Poco a poco me fui enterando de su vida. Nació en París el 8 de enero de 1938, en el exilio de sus padres, cuando ya el prodigioso autor de las Memòries y de Vida privada, Josep Maria de Sagarra, tenía cuarenta y cinco años. Al estallar la guerra contra Alemania se refugiaron en el sur, en Banyuls, en San Sulpice, en Prades. Y a los dos o tres años, amnistiado Sagarra por sus títulos de nobleza, regresó la familia a Barcelona, por poco tiempo, porque las dificultades de publicar en catalán hacían muy difícil la existencia material y espiritual. El año 1947 ya volvían a París para una estancia que pudo ser definitiva, pero que en realidad fue solo de unos meses. Joan tenía entonces nueve años, pero pudo vivir intensamente la vida de París con su mundo de noche, sus hoteles, restaurantes, teatros; conoció a Sartre, a Giacometti, a Yolanda, una querida de Faruk, a Stokowsky y a su mujer –una Vanderbilt–, a Marcel, un barman que le enseñó a preparar cócteles y a jugar al póquer, a una modelo de Coco Chanel, a un húngaro judío, amigo de su padre, cabecilla de la resistencia en Buchenwalt, y a muchos exiliados; oyó a la Piaf, y desde el gallinero sufrió su primer shock teatral en la Comédie Française, con el Británico. Yo comprendo muy bien que, en memoria de ese año, capital para él en su experiencia viva, se adorne con guirnaldas de citas francesas en sus representaciones periodísticas, y que diga, más que cualquiera, que Catalunya es una provincia cultural de Francia, y que se vaya a veces por la noche al Pastís y exija a la patrona que le ponga aquel disco, justo aquel disco de la Edith Piaf.

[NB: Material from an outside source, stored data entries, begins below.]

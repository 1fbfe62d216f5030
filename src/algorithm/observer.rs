//! Progress callbacks decoupled from the grid algorithm

use std::fmt;
use std::time::Duration;

/// Stage of a materializer run
#[derive(Debug, Clone, Copy, PartialEq, Eq, Hash)]
pub enum Phase {
    /// Unioning region features into one filter geometry
    Union,
    /// Boolean intersection test of every candidate, counted in lattice columns
    Filter,
    /// Exact clipping of surviving candidates, counted in candidates
    Clip,
}

impl Phase {
    /// Human readable label
    pub const fn label(self) -> &'static str {
        match self {
            Self::Union => "union",
            Self::Filter => "coarse filter",
            Self::Clip => "precise clip",
        }
    }
}

impl fmt::Display for Phase {
    fn fmt(&self, f: &mut fmt::Formatter<'_>) -> fmt::Result {
        f.write_str(self.label())
    }
}

/// Receives progress events from a materializer run
///
/// Callbacks may arrive from worker threads when parallel evaluation is
/// enabled, so implementations must be `Sync`.
pub trait ProgressObserver: Sync {
    /// A phase began with `total` units of work
    fn phase_started(&self, _phase: Phase, _total: usize) {}

    /// `units` more units of work completed
    fn advance(&self, _phase: Phase, _units: usize) {}

    /// A phase completed
    fn phase_finished(&self, _phase: Phase, _elapsed: Duration) {}
}

/// Observer that ignores every event
#[derive(Debug, Clone, Copy, Default)]
pub struct Silent;

impl ProgressObserver for Silent {}
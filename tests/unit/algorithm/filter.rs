//! Tests for the coarse intersects filter and its scan-order mask

#[cfg(test)]
mod tests {
    use fishnet::algorithm::filter::{candidate_survives, coarse_filter};
    use fishnet::algorithm::lattice::{Lattice, OriginAlignment};
    use fishnet::algorithm::observer::{Phase, ProgressObserver, Silent};
    use geo::{MultiPolygon, Rect, polygon};
    use std::sync::atomic::{AtomicUsize, Ordering};

    fn triangle() -> MultiPolygon<f64> {
        MultiPolygon::new(vec![polygon![
            (x: 0.0, y: 0.0),
            (x: 3000.0, y: 0.0),
            (x: 0.0, y: 3000.0),
        ]])
    }

    fn triangle_lattice() -> Lattice {
        Lattice::covering(
            Rect::new((0.0, 0.0), (3000.0, 3000.0)),
            1000.0,
            OriginAlignment::BoundingBox,
        )
        .unwrap()
    }

    #[derive(Default)]
    struct Counter {
        units: AtomicUsize,
    }

    impl ProgressObserver for Counter {
        fn advance(&self, phase: Phase, units: usize) {
            assert_eq!(phase, Phase::Filter);
            self.units.fetch_add(units, Ordering::Relaxed);
        }
    }

    // Tests boxes sharing only an edge with the union still survive
    // Verified by requiring positive overlap area
    #[test]
    fn test_boundary_contact_survives() {
        let square = MultiPolygon::new(vec![
            Rect::new((0.0, 0.0), (1000.0, 1000.0)).to_polygon(),
        ]);

        assert!(candidate_survives(
            &square,
            Rect::new((1000.0, 0.0), (2000.0, 1000.0))
        ));
        assert!(candidate_survives(
            &square,
            Rect::new((250.0, 250.0), (750.0, 750.0))
        ));
        assert!(!candidate_survives(
            &square,
            Rect::new((1500.0, 0.0), (2500.0, 1000.0))
        ));
    }

    // Tests the mask marks exactly the candidates touching the triangle
    // Verified by reversing column order when assembling the mask
    #[test]
    fn test_mask_follows_scan_order() {
        let lattice = triangle_lattice();
        let mask = coarse_filter(&triangle(), &lattice, false, &Silent);

        assert_eq!(mask.len(), lattice.len());
        // Only the north-east corner lies entirely beyond the hypotenuse
        let corner = lattice.index_of(2, 2).unwrap();
        for candidate in lattice.candidates() {
            assert_eq!(mask[candidate.index], candidate.index != corner);
        }
    }

    // Tests parallel evaluation yields the same mask as sequential
    // Verified by collecting parallel columns without preserving order
    #[test]
    fn test_parallel_matches_sequential() {
        let lattice = Lattice::covering(
            Rect::new((0.0, 0.0), (3000.0, 3000.0)),
            100.0,
            OriginAlignment::BoundingBox,
        )
        .unwrap();

        let sequential = coarse_filter(&triangle(), &lattice, false, &Silent);
        let parallel = coarse_filter(&triangle(), &lattice, true, &Silent);
        assert_eq!(sequential, parallel);
        assert!(sequential.count_ones() < lattice.len());
    }

    // Tests progress advances once per lattice column
    // Verified by advancing once per candidate
    #[test]
    fn test_progress_counts_columns() {
        let lattice = triangle_lattice();
        let counter = Counter::default();

        coarse_filter(&triangle(), &lattice, true, &counter);
        assert_eq!(counter.units.load(Ordering::Relaxed), lattice.columns());
    }
}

Terminado el bachillerato en el colegio de los jesuitas y la carrera de Derecho, aún volvió una vez más a París, para quedarse. Estudió teatro en la Sorbona, se interesó por Antonin Artaud recién redescubierto por la crítica, hizo su tesis sobre él y trabajó intensamente, como nunca había trabajado, como ya nunca más trabajaría. Fue ayudante de Raymond Rouleau –colaborador de Artaud en el teatro Jarry– en el montaje de un Ubú encadenado y de un Tío Vania de Chéjov, mientras estudiaba los textos artaudianos en la Biblioteca del Arsenal. Se interesaba, al propio tiempo, por la arquitectura teatral, por el cine ruso, francés y americano, por la literatura de la generación beat, por la canción y por cualquier tipo de espectáculo.

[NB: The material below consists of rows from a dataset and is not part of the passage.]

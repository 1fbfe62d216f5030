//! Cell centroid task list in WGS84 longitude/latitude
//!
//! Imagery capture works from one centre point per cell. Centroids are taken
//! in the working system, where they are exact, and only then converted.

use crate::algorithm::materializer::Fishnet;
use crate::io::error::{Result, WithPath, computation_error};
use crate::io::vector::write_atomic;
use crate::spatial::crs::{Crs, Transform};
use geo::Centroid;
use std::io::Write;
use std::path::Path;

/// Centre of one cell
#[derive(Debug, Clone, Copy, PartialEq)]
pub struct CellCentroid {
    /// Cell identifier
    pub id: usize,
    /// Longitude in degrees
    pub longitude: f64,
    /// Latitude in degrees
    pub latitude: f64,
}

/// Geographic centroid of every cell in identifier order
///
/// # Errors
///
/// Returns a projection error if the working system cannot be related to
/// WGS84, or a computation error for a cell without a centroid
pub fn cell_centroids(fishnet: &Fishnet) -> Result<Vec<CellCentroid>> {
    let transform = Transform::new(fishnet.crs, Crs::Geographic)?;
    fishnet
        .cells
        .iter()
        .map(|cell| {
            let centre = cell.geometry.centroid().ok_or_else(|| {
                computation_error("centroid", &format!("cell {} has no centroid", cell.id))
            })?;
            let (longitude, latitude) = transform.point(centre.x(), centre.y())?;
            Ok(CellCentroid {
                id: cell.id,
                longitude,
                latitude,
            })
        })
        .collect()
}

/// Write `id,longitude,latitude` rows to a CSV file
///
/// # Errors
///
/// Returns an error if centroids cannot be computed or the file cannot be written
pub fn write_centroids(path: &Path, fishnet: &Fishnet) -> Result<()> {
    let centroids = cell_centroids(fishnet)?;
    write_atomic(path, |writer| {
        writeln!(writer, "id,longitude,latitude").with_path(path, "write centroids")?;
        for centroid in &centroids {
            writeln!(
                writer,
                "{},{:.7},{:.7}",
                centroid.id, centroid.longitude, centroid.latitude
            )
            .with_path(path, "write centroids")?;
        }
        Ok(())
    })
}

La influencia de Artaud en la idea que del teatro tiene Joan de Sagarra es evidente, y yo la pude comprobar ya, como he dicho, el mismo día que le conocí; pero, además, el espíritu y la sombra del genial demoníaco parecen revelarse en muchas de las cosas que Sagarra escribe, e incide en su mismísima concepción de la vida. Sagarra tiene mucho de rebelde artaudiano, agresivo y teatral, caótico e intenso. Por más distintas que sean sus figuras corporales, enteco Artaud y pícnico Sagarra, hay en los dos un cierto parentesco de fantasía desbordante, de asociación de imágenes poéticas, de terrores difusos y cósmicos, de ratas y de gritos, de exabruptos violentos, de frases agresivas sin concepto. Obsesivo, constante en sus gustos y sus fobias, es en cambio Sagarra muy inconstante como aquel en la acción, y los dos miran sus propias obras breves como amagos de un gesto, insuficiente y vago, de rechazo del mundo y de amarga lucidez de la conciencia.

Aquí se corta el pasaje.